Europe is still mired in its debt problems, the US will end its quantitative easing soon and China has not yet proposed new large-scale stimulus plans since Chinese President Xi Jinping (習近平) took power, TAMI president Wang Cheng-ching (王正青) said.
“Consumption around the world remains low, making companies unwilling to increase capital spending and purchase more machine tools,” Wang said, adding that machine tool output in Japan, China and Europe are expected to decline this year.
From January through last month, Taiwan’s machine tool exports dropped 19.1 percent to US$3.25 billion from a year ago, according to the latest industrial data compiled by the Taiwan Machine Tool & Accessory Builders Association (TMBA).
Exports to the US declined the most, by 25.6 percent to US$392.04 million during the first nine months from a year ago, the data showed.

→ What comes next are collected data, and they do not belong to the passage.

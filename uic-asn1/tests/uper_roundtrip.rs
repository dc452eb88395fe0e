//! Round-trip properties of the UPER primitives.
//!
//! Every value accepted by an encoder operation must decode back to itself
//! through the matching decoder operation, and consume exactly the bits that
//! were written.

use proptest::prelude::*;
use uic_asn1::{SizeConstraint, UperDecoder, UperEncoder};

fn encode<F>(write: F) -> (Vec<u8>, usize)
where
    F: FnOnce(&mut UperEncoder),
{
    let mut encoder = UperEncoder::new();
    write(&mut encoder);
    let bits = encoder.bit_len();
    (encoder.into_bytes(), bits)
}

fn constrained_case() -> impl Strategy<Value = (i64, i64, i64)> {
    (-100_000i64..100_000, 0i64..1_000_000).prop_flat_map(|(min, span)| {
        let max = min + span;
        (Just(min), Just(max), min..=max)
    })
}

proptest! {
    #[test]
    fn constrained_int_roundtrip((min, max, value) in constrained_case(), ext in any::<bool>()) {
        let (bytes, bits) = encode(|e| e.encode_constrained_int(value, min, max, ext).unwrap());
        let mut decoder = UperDecoder::new(&bytes);
        prop_assert_eq!(decoder.decode_constrained_int(min, max, ext).unwrap(), value);
        prop_assert_eq!(decoder.position(), bits);
    }

    #[test]
    fn extension_escape_roundtrip(value in any::<i64>()) {
        let (bytes, _) = encode(|e| e.encode_constrained_int(value, 0, 15, true).unwrap());
        let mut decoder = UperDecoder::new(&bytes);
        prop_assert_eq!(decoder.decode_constrained_int(0, 15, true).unwrap(), value);
    }

    #[test]
    fn unconstrained_int_roundtrip(value in any::<i64>()) {
        let (bytes, bits) = encode(|e| e.encode_unconstrained_integer(value).unwrap());
        let mut decoder = UperDecoder::new(&bytes);
        prop_assert_eq!(decoder.decode_unconstrained_integer().unwrap(), value);
        prop_assert_eq!(decoder.position(), bits);
    }

    #[test]
    fn semi_constrained_int_roundtrip(min in -1_000_000i64..1_000_000, offset in 0i64..i64::MAX / 2) {
        let value = min + offset;
        let (bytes, _) = encode(|e| e.encode_semi_constrained_integer(value, min).unwrap());
        let mut decoder = UperDecoder::new(&bytes);
        prop_assert_eq!(decoder.decode_semi_constrained_integer(min).unwrap(), value);
    }

    #[test]
    fn ia5_string_roundtrip(value in "[ -~]{0,200}") {
        let (bytes, bits) = encode(|e| e.encode_ia5_string(&value, None).unwrap());
        let mut decoder = UperDecoder::new(&bytes);
        prop_assert_eq!(decoder.decode_ia5_string(None).unwrap(), value);
        prop_assert_eq!(decoder.position(), bits);
    }

    #[test]
    fn ia5_string_sized_roundtrip(value in "[A-Z0-9]{1,8}") {
        let size = Some(SizeConstraint::new(1, 8));
        let (bytes, bits) = encode(|e| e.encode_ia5_string(&value, size).unwrap());
        prop_assert_eq!(bits, 3 + value.len() * 7);
        let mut decoder = UperDecoder::new(&bytes);
        prop_assert_eq!(decoder.decode_ia5_string(size).unwrap(), value);
    }

    #[test]
    fn utf8_string_roundtrip(value in "\\PC{0,60}") {
        let (bytes, _) = encode(|e| e.encode_utf8_string(&value).unwrap());
        let mut decoder = UperDecoder::new(&bytes);
        prop_assert_eq!(decoder.decode_utf8_string().unwrap(), value);
    }

    #[test]
    fn octet_string_roundtrip(value in proptest::collection::vec(any::<u8>(), 0..400)) {
        let (bytes, _) = encode(|e| e.encode_octet_string(&value, None).unwrap());
        let mut decoder = UperDecoder::new(&bytes);
        prop_assert_eq!(decoder.decode_octet_string(None).unwrap(), value);
    }

    #[test]
    fn fixed_octet_string_roundtrip(value in proptest::collection::vec(any::<u8>(), 16)) {
        let size = Some(SizeConstraint::fixed(16));
        let (bytes, bits) = encode(|e| e.encode_octet_string(&value, size).unwrap());
        prop_assert_eq!(bits, 128);
        let mut decoder = UperDecoder::new(&bytes);
        prop_assert_eq!(decoder.decode_octet_string(size).unwrap(), value);
    }

    #[test]
    fn presence_bitmap_roundtrip(bits in proptest::collection::vec(any::<bool>(), 0..40), tail in any::<bool>()) {
        let (bytes, _) = encode(|e| {
            e.encode_presence_bitmap(&bits).unwrap();
            e.encode_boolean(tail).unwrap();
        });
        let mut decoder = UperDecoder::new(&bytes);
        prop_assert_eq!(decoder.decode_presence_bitmap(bits.len()).unwrap(), bits);
        prop_assert_eq!(decoder.decode_boolean().unwrap(), tail);
    }

    #[test]
    fn bit_string_roundtrip(bits in proptest::collection::vec(any::<bool>(), 0..300)) {
        let (bytes, _) = encode(|e| e.encode_bit_string(&bits, None).unwrap());
        let mut decoder = UperDecoder::new(&bytes);
        prop_assert_eq!(decoder.decode_bit_string(None).unwrap(), bits);
    }

    #[test]
    fn choice_index_roundtrip(root in 1usize..40, pick in 0usize..80, ext in any::<bool>()) {
        let index = if ext { pick } else { pick % root };
        let (bytes, _) = encode(|e| e.encode_choice_index(index, root, ext).unwrap());
        let mut decoder = UperDecoder::new(&bytes);
        prop_assert_eq!(decoder.decode_choice_index(root, ext).unwrap(), index);
    }

    #[test]
    fn enumerated_roundtrip(root in 1usize..20, pick in 0usize..200, ext in any::<bool>()) {
        let index = if ext { pick } else { pick % root };
        let (bytes, _) = encode(|e| e.encode_enumerated(index, root, ext).unwrap());
        let mut decoder = UperDecoder::new(&bytes);
        prop_assert_eq!(decoder.decode_enumerated(root, ext).unwrap(), index);
    }

    #[test]
    fn length_determinant_roundtrip(length in 0usize..=16383) {
        let (bytes, bits) = encode(|e| e.encode_length_determinant(length).unwrap());
        prop_assert_eq!(bits, if length < 128 { 8 } else { 16 });
        let mut decoder = UperDecoder::new(&bytes);
        prop_assert_eq!(decoder.decode_length_determinant().unwrap(), length);
    }

    #[test]
    fn sequence_of_int_roundtrip(values in proptest::collection::vec(0i64..=99_999, 0..12)) {
        let size = Some(SizeConstraint::new(0, 12));
        let (bytes, _) = encode(|e| e.encode_sequence_of_int(&values, size, 0, 99_999).unwrap());
        let mut decoder = UperDecoder::new(&bytes);
        prop_assert_eq!(decoder.decode_sequence_of_int(size, 0, 99_999).unwrap(), values);
    }

    #[test]
    fn object_identifier_roundtrip(arcs in proptest::collection::vec(0u64..1_000_000, 0..6), second in 0u64..40) {
        let mut oid = format!("1.{}", second);
        for arc in &arcs {
            oid.push_str(&format!(".{}", arc));
        }
        let (bytes, _) = encode(|e| e.encode_object_identifier(&oid).unwrap());
        let mut decoder = UperDecoder::new(&bytes);
        prop_assert_eq!(decoder.decode_object_identifier().unwrap(), oid);
    }
}

#[test]
fn constrained_int_boundaries() {
    for (min, max) in [(0, 1), (1, 366), (2016, 2269), (-5, 5), (0, 99_999), (1, 32_000)] {
        for value in [min, max] {
            let (bytes, _) = encode(|e| e.encode_constrained_int(value, min, max, false).unwrap());
            let mut decoder = UperDecoder::new(&bytes);
            assert_eq!(decoder.decode_constrained_int(min, max, false).unwrap(), value);
        }
    }
}

#[test]
fn empty_strings_roundtrip() {
    let (bytes, _) = encode(|e| {
        e.encode_ia5_string("", None).unwrap();
        e.encode_utf8_string("").unwrap();
        e.encode_octet_string(&[], None).unwrap();
    });
    assert_eq!(bytes, vec![0x00, 0x00, 0x00]);

    let mut decoder = UperDecoder::new(&bytes);
    assert_eq!(decoder.decode_ia5_string(None).unwrap(), "");
    assert_eq!(decoder.decode_utf8_string().unwrap(), "");
    assert!(decoder.decode_octet_string(None).unwrap().is_empty());
}

#[test]
fn mixed_structure_is_bit_exact() {
    let (bytes, _) = encode(|e| {
        e.encode_sequence_extension_marker(false).unwrap();
        e.encode_presence_bitmap(&[true, false, true]).unwrap();
        e.encode_constrained_int(1080, 1, 32_000, false).unwrap();
        e.encode_ia5_string("FCB3", None).unwrap();
        e.encode_octet_string(&[0xDE, 0xAD], None).unwrap();
    });

    let mut decoder = UperDecoder::new(&bytes);
    assert!(!decoder.decode_sequence_extension_marker().unwrap());
    assert_eq!(decoder.decode_presence_bitmap(3).unwrap(), vec![true, false, true]);
    assert_eq!(decoder.decode_constrained_int(1, 32_000, false).unwrap(), 1080);
    assert_eq!(decoder.decode_ia5_string(None).unwrap(), "FCB3");
    assert_eq!(decoder.decode_octet_string(None).unwrap(), vec![0xDE, 0xAD]);

    let mut encoder = UperEncoder::new();
    encoder.encode_sequence_extension_marker(false).unwrap();
    encoder.encode_presence_bitmap(&[true, false, true]).unwrap();
    encoder.encode_constrained_int(1080, 1, 32_000, false).unwrap();
    encoder.encode_ia5_string("FCB3", None).unwrap();
    encoder.encode_octet_string(&[0xDE, 0xAD], None).unwrap();
    assert_eq!(encoder.into_bytes(), bytes);
}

Wang said Taiwan will lag South Korea in machine tool exports to the US starting this year.
Hyundai Motor Co is building a new factory in the US, which will be capable of making 300,000 cars a year, and increase its purchase of machine tools from South Korea, Wang said, adding that the free-trade agreement between the US and South Korea and the depreciation of the South Korean won also are likely to help boost its machine tool exports to the US.
According to Wang, from 2007 through this month, the New Taiwan dollar appreciated 11.2 percent against the US dollar, while the South Korean won depreciated 12.5 percent against the greenback.
Taiwan’s machine tool exports also face a tariff of between 3 percent and 5 percent when entering the US market, he said.
However, Taiwan’s machine tool exports during the remaining months of the year may rise slightly from the previous year as local companies secured orders from the Machine Tool World Exposition in Hannover, Germany, last month, TAMI said.
Taiwan’s overall machinery exports this year are expected to decline by 3 percent from US$11.56 billion last year, Wang said on the sidelines of a ceremony for inking a cross-strait memorandum of understanding (MOU) with the China Machinery Industry Federation.
Under the MOU, both sides agreed to urge Taiwanese and Chinese governments to decrease tariffs on the remaining 65 items of lathes under the Economic Cooperation Framework Agreement.
Although China was the largest export market for the sector in Taiwan last year, Taiwan’s machine tool exports of US$1.49 billion to China last year accounted for only 3.8 percent of the Chinese machine tool market, the association said.